Sesko: Another Casualty of Football's Unforgiving Conveyor Belt of Hot Takes and Internet Jokes

Picture this: a happy Rasmus Højlund in a Napoli shirt. Next, juxtapose that with a sad-looking the Slovenian forward in a Manchester United kit, looking as if he just missed an open goal. Don't worry locating an actual photo of him missing; background information is the enemy. Now, add statistics in a large, comical font. Don't forget some emoticons. Post the image across all platforms.

Will you point out that Højlund's tally features strikes in the Champions League while Sesko isn't playing in Europe? Certainly not. Nor would you note that several of Højlund's goals came against Belarus and Greece, or that Denmark is much stronger to Sesko's Slovenia and generates far more scoring opportunities. If you run social media for a large outlet, raw interaction is your livelihood, United are the prime target, and context is your sworn enemy.

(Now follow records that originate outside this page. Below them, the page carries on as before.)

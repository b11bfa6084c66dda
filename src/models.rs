use chrono::{DateTime, Utc};
use serde::{Deserialize, Serialize};
use serde_json::Value;
use std::fmt;
use std::str::FromStr;
use uuid::Uuid;

// ============ Providers ============

/// Closed set of supported enrichment data providers.
///
/// Selection is by enum, not by string matching; each variant carries its own
/// unit pricing and maps to one configured client.
#[derive(Debug, Clone, Copy, PartialEq, Eq, Hash, Serialize, Deserialize)]
#[serde(rename_all = "lowercase")]
pub enum EnrichmentProvider {
    /// Synchronous batch skip-trace provider.
    BatchData,
    /// Asynchronous submit-and-poll skip-trace provider.
    Tracerfy,
}

impl EnrichmentProvider {
    /// Stable lowercase name used in persistence and logs.
    pub fn as_str(&self) -> &'static str {
        match self {
            EnrichmentProvider::BatchData => "batchdata",
            EnrichmentProvider::Tracerfy => "tracerfy",
        }
    }

    /// Dollar cost per new (uncached) lookup for this provider.
    pub fn cost_per_lookup(&self) -> f64 {
        match self {
            EnrichmentProvider::BatchData => 0.10,
            EnrichmentProvider::Tracerfy => 0.05,
        }
    }
}

impl fmt::Display for EnrichmentProvider {
    fn fmt(&self, f: &mut fmt::Formatter<'_>) -> fmt::Result {
        f.write_str(self.as_str())
    }
}

impl FromStr for EnrichmentProvider {
    type Err = String;

    fn from_str(s: &str) -> Result<Self, Self::Err> {
        match s {
            "batchdata" => Ok(EnrichmentProvider::BatchData),
            "tracerfy" => Ok(EnrichmentProvider::Tracerfy),
            other => Err(format!("unknown enrichment provider: {}", other)),
        }
    }
}

// ============ Addresses ============

/// Raw caller-supplied address. Input only, never persisted directly;
/// persistence keys off the derived address hash.
#[derive(Debug, Clone, PartialEq, Eq, Serialize, Deserialize)]
pub struct AddressInput {
    /// Street line, e.g. "123 Oak St".
    pub street: String,
    /// City name.
    pub city: String,
    /// Two-letter state code.
    pub state: String,
    /// 5-digit ZIP, optionally ZIP+4.
    pub zip: String,
    /// Optional unit/apartment designator.
    #[serde(default, skip_serializing_if = "Option::is_none")]
    pub unit: Option<String>,
}

impl AddressInput {
    /// Single-line rendering for logs and error echoes.
    pub fn one_line(&self) -> String {
        match &self.unit {
            Some(unit) => format!(
                "{} {}, {}, {} {}",
                self.street, unit, self.city, self.state, self.zip
            ),
            None => format!("{}, {}, {} {}", self.street, self.city, self.state, self.zip),
        }
    }
}

// ============ Enrichment results ============

/// One enriched property as returned by a provider or reconstructed from the
/// cache.
///
/// `quality_score` and `data_completeness` are derived metrics: they are
/// recomputed whenever a record is read back from storage, never trusted from
/// the stored row.
#[derive(Debug, Clone, Serialize, Deserialize)]
pub struct PropertyRecord {
    /// Provider that produced this record.
    pub provider: EnrichmentProvider,
    /// Deterministic fingerprint of the normalized address; cache primary key.
    pub address_hash: String,
    /// Echo of the input address.
    pub address: AddressInput,
    /// Owner full name.
    pub owner_name: Option<String>,
    /// Best owner phone number.
    pub owner_phone: Option<String>,
    /// Best owner email address.
    pub owner_email: Option<String>,
    /// Year the structure was built.
    pub year_built: Option<i32>,
    /// Finished square footage.
    pub square_footage: Option<i64>,
    pub bedrooms: Option<i32>,
    pub bathrooms: Option<f64>,
    /// Lot size in acres.
    pub lot_size_acres: Option<f64>,
    /// County-assessed value in dollars.
    pub assessed_value: Option<f64>,
    /// Estimated market value in dollars.
    pub market_value: Option<f64>,
    /// Most recent sale price, if known.
    pub last_sale_price: Option<f64>,
    /// Roof covering material, e.g. "asphalt_shingle".
    pub roof_type: Option<String>,
    /// Estimated roof age in years.
    pub roof_age_years: Option<i32>,
    /// Provider-reported roof condition, e.g. "fair".
    pub roof_condition: Option<String>,
    /// Free-form provider payload kept verbatim for downstream consumers.
    pub raw_payload: Value,
    /// Derived 0-100 quality score (recomputed on read).
    pub quality_score: u8,
    /// Derived 0-100 completeness score (recomputed on read).
    pub data_completeness: u8,
    /// Whether this record was served from the cache.
    pub cached: bool,
    /// When the provider produced this record.
    pub enriched_at: DateTime<Utc>,
    /// Cache expiry; absent on a fresh provider result that has not been stored yet.
    pub expires_at: Option<DateTime<Utc>>,
    /// Number of cache hits this record has served.
    pub hit_count: i64,
}

/// Classification of a per-address enrichment failure.
#[derive(Debug, Clone, Copy, PartialEq, Eq, Serialize, Deserialize)]
#[serde(rename_all = "snake_case")]
pub enum EnrichmentErrorType {
    /// Address could not be matched, or the match fell below the caller's
    /// quality bar.
    InvalidAddress,
    /// Provider/network failure.
    ApiError,
    /// Match was genuine but missing a caller-required owner contact field.
    QualityRejected,
}

impl EnrichmentErrorType {
    pub fn as_str(&self) -> &'static str {
        match self {
            EnrichmentErrorType::InvalidAddress => "invalid_address",
            EnrichmentErrorType::ApiError => "api_error",
            EnrichmentErrorType::QualityRejected => "quality_rejected",
        }
    }
}

/// One failed address inside a job. Accumulated, never thrown.
#[derive(Debug, Clone, Serialize, Deserialize)]
pub struct EnrichmentError {
    /// Echo of the input address.
    pub address: AddressInput,
    pub error_type: EnrichmentErrorType,
    pub error_message: String,
    /// Structured details, e.g. quality score vs. configured minimum.
    #[serde(default, skip_serializing_if = "Option::is_none")]
    pub details: Option<Value>,
    /// How many retries were spent before giving up.
    pub retry_count: u32,
    pub timestamp: DateTime<Utc>,
}

/// Per-address provider result: success with data XOR failure with error.
#[derive(Debug, Clone)]
pub enum ProviderOutcome {
    Enriched(Box<PropertyRecord>),
    Failed(EnrichmentError),
}

impl ProviderOutcome {
    /// Builds a failure outcome echoing the given address.
    pub fn failure(
        address: &AddressInput,
        error_type: EnrichmentErrorType,
        message: impl Into<String>,
        retry_count: u32,
    ) -> Self {
        ProviderOutcome::Failed(EnrichmentError {
            address: address.clone(),
            error_type,
            error_message: message.into(),
            details: None,
            retry_count,
            timestamp: Utc::now(),
        })
    }
}

// ============ Jobs ============

/// Job lifecycle states. Terminal states are never left.
#[derive(Debug, Clone, Copy, PartialEq, Eq, Serialize, Deserialize)]
#[serde(rename_all = "lowercase")]
pub enum JobStatus {
    Pending,
    Processing,
    Completed,
    Failed,
}

impl JobStatus {
    pub fn as_str(&self) -> &'static str {
        match self {
            JobStatus::Pending => "pending",
            JobStatus::Processing => "processing",
            JobStatus::Completed => "completed",
            JobStatus::Failed => "failed",
        }
    }

    pub fn is_terminal(&self) -> bool {
        matches!(self, JobStatus::Completed | JobStatus::Failed)
    }
}

impl FromStr for JobStatus {
    type Err = String;

    fn from_str(s: &str) -> Result<Self, Self::Err> {
        match s {
            "pending" => Ok(JobStatus::Pending),
            "processing" => Ok(JobStatus::Processing),
            "completed" => Ok(JobStatus::Completed),
            "failed" => Ok(JobStatus::Failed),
            other => Err(format!("unknown job status: {}", other)),
        }
    }
}

/// Terminal payload of a completed job.
#[derive(Debug, Clone, Default, Serialize, Deserialize)]
pub struct JobResults {
    /// Successful records, cache hits included.
    pub results: Vec<PropertyRecord>,
    /// Structured per-address failures.
    pub errors: Vec<EnrichmentError>,
    /// Mean quality score across successful records.
    pub average_quality_score: f64,
    /// Mean completeness across successful records.
    pub average_completeness: f64,
}

/// Durable record of one batch submission. Created once per submission and
/// mutated incrementally as chunks complete.
#[derive(Debug, Clone, Serialize, Deserialize)]
pub struct EnrichmentJob {
    pub id: Uuid,
    pub tenant_id: String,
    pub targeting_area_id: Option<String>,
    pub provider: EnrichmentProvider,
    pub status: JobStatus,
    pub total_items: i64,
    pub processed_items: i64,
    pub successful_items: i64,
    pub failed_items: i64,
    /// Addresses satisfied from the cache at submission time.
    pub cached_count: i64,
    /// Estimate computed at submission time, kept for the caller projection.
    pub cost_estimate: Option<CostEstimate>,
    /// Dollars actually spent, recorded when the job goes terminal.
    pub actual_cost: Option<f64>,
    /// Terminal results payload; absent until completed.
    pub results: Option<JobResults>,
    /// Failure message when status is `failed`.
    pub error_message: Option<String>,
    pub started_at: DateTime<Utc>,
    /// Heartbeat; bumped on every durable checkpoint.
    pub updated_at: DateTime<Utc>,
    pub completed_at: Option<DateTime<Utc>>,
    pub estimated_completion_at: Option<DateTime<Utc>>,
}

// ============ Caller-facing API shapes ============

/// Tuning knobs for one batch submission. All fields have conservative
/// defaults so `{}` is a valid options object.
#[derive(Debug, Clone, Serialize, Deserialize)]
pub struct EnrichmentOptions {
    /// Consult the cache before calling the provider.
    #[serde(default = "default_true")]
    pub use_cache: bool,
    /// Treat every address as a miss even if cached.
    #[serde(default)]
    pub force_refresh: bool,
    /// Dry run: compute the estimate, touch nothing.
    #[serde(default)]
    pub estimate_only: bool,
    /// Reject the submission outright if the estimate exceeds this many dollars.
    #[serde(default, skip_serializing_if = "Option::is_none")]
    pub max_cost_dollars: Option<f64>,
    /// Addresses per provider chunk.
    #[serde(default = "default_batch_size")]
    pub batch_size: usize,
    /// Pacing delay between provider sub-batches, in milliseconds.
    #[serde(default = "default_delay_ms")]
    pub delay_ms: u64,
    /// Transient-failure retries per provider sub-batch.
    #[serde(default = "default_max_retries")]
    pub max_retries: u32,
    /// Reject successful results scoring below this 0-100 threshold.
    #[serde(default, skip_serializing_if = "Option::is_none")]
    pub min_quality_score: Option<u8>,
    /// Reject successful results with no owner phone.
    #[serde(default)]
    pub require_owner_phone: bool,
    /// Reject successful results with no owner email.
    #[serde(default)]
    pub require_owner_email: bool,
    /// Cache TTL override in days for results produced by this job.
    #[serde(default, skip_serializing_if = "Option::is_none")]
    pub cache_ttl_days: Option<i64>,
}

fn default_true() -> bool {
    true
}

fn default_batch_size() -> usize {
    50
}

fn default_delay_ms() -> u64 {
    100
}

fn default_max_retries() -> u32 {
    3
}

impl Default for EnrichmentOptions {
    fn default() -> Self {
        Self {
            use_cache: true,
            force_refresh: false,
            estimate_only: false,
            max_cost_dollars: None,
            batch_size: default_batch_size(),
            delay_ms: default_delay_ms(),
            max_retries: default_max_retries(),
            min_quality_score: None,
            require_owner_phone: false,
            require_owner_email: false,
            cache_ttl_days: None,
        }
    }
}

/// One batch enrichment submission.
#[derive(Debug, Clone, Serialize, Deserialize)]
pub struct BatchEnrichmentRequest {
    pub addresses: Vec<AddressInput>,
    pub provider: EnrichmentProvider,
    /// Optional campaign targeting area this batch belongs to.
    #[serde(default, skip_serializing_if = "Option::is_none")]
    pub targeting_area_id: Option<String>,
    #[serde(default)]
    pub options: EnrichmentOptions,
}

/// Pure computed cost projection for a batch. Derived fresh per request,
/// never persisted as a source of truth.
#[derive(Debug, Clone, PartialEq, Serialize, Deserialize)]
pub struct CostEstimate {
    pub provider: EnrichmentProvider,
    pub total_addresses: i64,
    /// Addresses satisfied from the cache.
    pub cached_results: i64,
    /// Addresses that will hit the paid provider.
    pub new_lookups: i64,
    pub cost_per_lookup: f64,
    /// `new_lookups * cost_per_lookup`.
    pub total_cost: f64,
    /// Dollars avoided thanks to cache hits.
    pub cache_savings: f64,
}

/// The envelope every caller sees, for both real jobs and synthetic
/// (estimate-only / all-cached) completions.
///
/// `job_id` is `None` when no job row was created, so callers cannot poll an
/// identifier that does not exist.
#[derive(Debug, Clone, Serialize, Deserialize)]
pub struct BatchEnrichmentResult {
    pub job_id: Option<Uuid>,
    pub status: JobStatus,
    pub total_addresses: i64,
    pub processed_count: i64,
    pub successful_count: i64,
    pub failed_count: i64,
    pub cached_count: i64,
    pub results: Vec<PropertyRecord>,
    pub errors: Vec<EnrichmentError>,
    pub started_at: DateTime<Utc>,
    pub completed_at: Option<DateTime<Utc>>,
    pub cost_estimate: Option<CostEstimate>,
    pub actual_cost: Option<f64>,
}
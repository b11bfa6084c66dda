use crate::cache::EnrichmentCache;
use crate::config::Config;
use crate::errors::AppError;
use crate::models::{BatchEnrichmentRequest, BatchEnrichmentResult, CostEstimate};
use crate::queue::EnrichmentQueueManager;
use axum::{
    extract::{Path, State},
    http::{HeaderMap, StatusCode},
    Json,
};
use serde_json::json;
use std::sync::Arc;
use uuid::Uuid;

/// Shared application state injected into handlers.
#[derive(Clone)]
pub struct AppState {
    /// Enrichment orchestrator.
    pub manager: EnrichmentQueueManager,
    /// Cache handle, kept separately for the health endpoint's stats.
    pub cache: EnrichmentCache,
    /// Application configuration.
    pub config: Config,
}

/// Header carrying the tenant identity on every enrichment route.
const TENANT_HEADER: &str = "x-tenant-id";

fn tenant_id(headers: &HeaderMap) -> Result<String, AppError> {
    headers
        .get(TENANT_HEADER)
        .and_then(|v| v.to_str().ok())
        .map(str::trim)
        .filter(|s| !s.is_empty())
        .map(String::from)
        .ok_or_else(|| AppError::BadRequest("X-Tenant-Id header is required".to_string()))
}

/// Health check endpoint.
///
/// Returns the service status plus cache counters. A failing stats query
/// degrades to a null cache block rather than failing the check.
pub async fn health(State(state): State<Arc<AppState>>) -> (StatusCode, Json<serde_json::Value>) {
    let cache = match state.cache.stats().await {
        Ok(stats) => json!(stats),
        Err(e) => {
            tracing::warn!("Health check could not read cache stats: {}", e);
            json!(null)
        }
    };

    (
        StatusCode::OK,
        Json(json!({
            "status": "healthy",
            "service": "property-enrichment-api",
            "version": env!("CARGO_PKG_VERSION"),
            "providers": {
                "batchdata": state.config.batchdata_api_key.is_some(),
                "tracerfy": state.config.tracerfy_api_key.is_some(),
            },
            "cache": cache,
        })),
    )
}

/// POST /api/v1/enrichment/jobs
///
/// Submits a batch of addresses for enrichment. Responds 202 with a pollable
/// `job_id` when a background job was created, or 200 with a completed
/// synthetic result (estimate-only, or fully served from cache).
pub async fn create_enrichment_job(
    State(state): State<Arc<AppState>>,
    headers: HeaderMap,
    Json(request): Json<BatchEnrichmentRequest>,
) -> Result<(StatusCode, Json<BatchEnrichmentResult>), AppError> {
    let tenant = tenant_id(&headers)?;
    tracing::info!(
        "POST /enrichment/jobs - tenant: {}, addresses: {}, provider: {}",
        tenant,
        request.addresses.len(),
        request.provider
    );

    let result = state.manager.start_enrichment_job(&tenant, request).await?;
    let status = if result.job_id.is_some() {
        StatusCode::ACCEPTED
    } else {
        StatusCode::OK
    };

    Ok((status, Json(result)))
}

/// GET /api/v1/enrichment/jobs/:id
///
/// Polls the state of a previously submitted job. Jobs are scoped to the
/// requesting tenant; another tenant's job id reads as not found.
pub async fn get_enrichment_job(
    State(state): State<Arc<AppState>>,
    headers: HeaderMap,
    Path(id): Path<Uuid>,
) -> Result<Json<BatchEnrichmentResult>, AppError> {
    let tenant = tenant_id(&headers)?;
    tracing::debug!("GET /enrichment/jobs/{} - tenant: {}", id, tenant);

    state
        .manager
        .get_job_status(&tenant, id)
        .await?
        .map(Json)
        .ok_or_else(|| AppError::NotFound(format!("Enrichment job {} not found", id)))
}

/// POST /api/v1/enrichment/estimate
///
/// Computes the cost projection for a batch without creating a job or calling
/// a provider. Equivalent to submitting with `estimate_only`, as a dedicated
/// route.
pub async fn estimate_enrichment(
    State(state): State<Arc<AppState>>,
    headers: HeaderMap,
    Json(request): Json<BatchEnrichmentRequest>,
) -> Result<Json<CostEstimate>, AppError> {
    let tenant = tenant_id(&headers)?;
    tracing::info!(
        "POST /enrichment/estimate - tenant: {}, addresses: {}, provider: {}",
        tenant,
        request.addresses.len(),
        request.provider
    );

    let estimate = state
        .manager
        .estimate_cost(&request.addresses, request.provider, &request.options)
        .await?;

    Ok(Json(estimate))
}
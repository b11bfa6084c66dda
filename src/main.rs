mod address;
mod cache;
mod circuit_breaker;
mod config;
mod cost;
mod db;
mod errors;
mod handlers;
mod job_store;
mod models;
mod providers;
mod quality;
mod queue;

use axum::{
    routing::{get, post},
    Router,
};
use std::sync::Arc;
use std::time::Duration;
use tower::ServiceBuilder;
use tower_governor::{
    governor::GovernorConfigBuilder, key_extractor::SmartIpKeyExtractor, GovernorLayer,
};
use tower_http::{cors::CorsLayer, limit::RequestBodyLimitLayer, trace::TraceLayer};
use tracing_subscriber::{layer::SubscriberExt, util::SubscriberInitExt};

use crate::cache::EnrichmentCache;
use crate::config::Config;
use crate::db::Database;
use crate::job_store::JobStore;
use crate::providers::ProviderFactory;
use crate::queue::EnrichmentQueueManager;

/// How often the abandoned-job reaper runs.
const REAPER_INTERVAL_SECS: u64 = 60;

/// A `processing` job with no heartbeat for this long is considered abandoned.
const REAPER_MAX_AGE_MINUTES: i64 = 10;

#[tokio::main]
async fn main() -> anyhow::Result<()> {
    // Initialize tracing
    tracing_subscriber::registry()
        .with(
            tracing_subscriber::EnvFilter::try_from_default_env()
                .unwrap_or_else(|_| "property_enrichment_api=debug,tower_http=debug".into()),
        )
        .with(tracing_subscriber::fmt::layer())
        .init();

    // Load configuration
    let config = Config::from_env()?;
    tracing::info!("Configuration loaded successfully");

    // Initialize database connection pool and schema
    let db = Database::new(&config.database_url).await?;
    tracing::info!("Database connection pool established");

    let cache = EnrichmentCache::new(db.pool.clone());
    let store = JobStore::new(db.pool.clone());
    let providers = ProviderFactory::from_config(&config)?;
    let manager = EnrichmentQueueManager::new(
        store,
        cache.clone(),
        providers,
        config.cache_ttl_days,
    );

    // Reap jobs whose worker died mid-flight so they do not sit in
    // `processing` forever.
    let reaper = manager.clone();
    tokio::spawn(async move {
        let mut ticker = tokio::time::interval(Duration::from_secs(REAPER_INTERVAL_SECS));
        loop {
            ticker.tick().await;
            if let Err(e) = reaper
                .reap_abandoned(chrono::Duration::minutes(REAPER_MAX_AGE_MINUTES))
                .await
            {
                tracing::error!("Abandoned-job reaper failed: {}", e);
            }
        }
    });

    let app_state = Arc::new(handlers::AppState {
        manager,
        cache,
        config: config.clone(),
    });

    // Configure rate limiter: 10 requests/second per IP, burst of 20
    let governor_conf = Arc::new(
        GovernorConfigBuilder::default()
            .per_second(10)
            .burst_size(20)
            .key_extractor(SmartIpKeyExtractor)
            .finish()
            .unwrap(),
    );

    let protected_routes = Router::new()
        .route(
            "/api/v1/enrichment/jobs",
            post(handlers::create_enrichment_job),
        )
        .route(
            "/api/v1/enrichment/jobs/:id",
            get(handlers::get_enrichment_job),
        )
        .route(
            "/api/v1/enrichment/estimate",
            post(handlers::estimate_enrichment),
        )
        .layer(
            ServiceBuilder::new()
                // 5MB max payload
                .layer(RequestBodyLimitLayer::new(5 * 1024 * 1024))
                .layer(GovernorLayer {
                    config: governor_conf,
                }),
        );

    // Health check bypasses rate limiting
    let app = Router::new()
        .route("/health", get(handlers::health))
        .merge(protected_routes)
        .with_state(app_state)
        .layer(TraceLayer::new_for_http())
        .layer(CorsLayer::permissive());

    let addr = format!("0.0.0.0:{}", config.port);
    let listener = tokio::net::TcpListener::bind(&addr).await?;
    tracing::info!("Server listening on {}", addr);

    axum::serve(listener, app).await?;

    Ok(())
}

Thus the cycle of content spins. Your next task is to scan a 44-minute interview featuring the legendary goalkeeper and find the part where he calls the signing of Sesko "weird". Just before, where Schmeichel prefaces his remarks by saying, "Nothing negative to say about Benjamin Sesko"... yes, cut that. No one wants that. Just ensure "strange" and "Sesko" are paired in the headline. The audience will be outraged.

This Time of Promise and Premature Judgment

The heart of fall has long been one of my preferred periods to watch football. Leaves fall, the wind turns, squads and strategies are newly formed, all is novel and yet everything is beginning to form. Key players of the season ahead are planting their flags. The transfer window is shut. Nobody is mentioning the multiple trophies yet. All teams are in contention. At this precise point, all is possibility.

However, for similar reasons, this period has also been one of my most disliked times to read about football. For while no outcomes are decided, something must always be getting settled. Jack Grealish is resurgent. The German talent has been a major letdown. Could Semenyo be the top performer in the league at this moment? We need an answer now.

Sesko as The Prime Example

In many ways, Sesko feels like the archetype in this respect, a player inextricably trapped between football's opposing, unavoidable forces. The need to withhold final conclusions, allowing technical development and strategic understanding to mature. And the imperative to generate instant definitive judgment, a constant stream of takes and memes, context-free criticisms and meaningless contrasts, a puzzle that can never truly be solved.

I do not propose to offer a substantive evaluation of Sesko's stint at Manchester United so far. The guy has been in the lineup on four occasions in the Premier League in a highly unpredictable team, found the net twice, and had a grand total of 116 contacts with the ball. What precisely are we analysing? Nor do I propose to duplicate the pundits' notable debate "The Sesko Debate", in which two of England's leading pundits duel thrillingly on a popular show over whether Sesko needs 10 goals to be deemed successful this year (one pundit), or whether it is more like 12 or 13 (Wright).

A Harsh Reality

Despite this I enjoyed watching Sesko at Leipzig: a big, fast sports car of a striker, playing in a team ideally suited to his abilities: given the freedom to rampage but also the leeway to fail. And in part this is why United feels like the cruellest place he could possibly be right now: a place where "harsh judgments" are handed down in roughly the duration it takes to watch a short advertisement, the club with the widest and most ruthless gap between the time and air he needs, and the time and air he is likely to receive.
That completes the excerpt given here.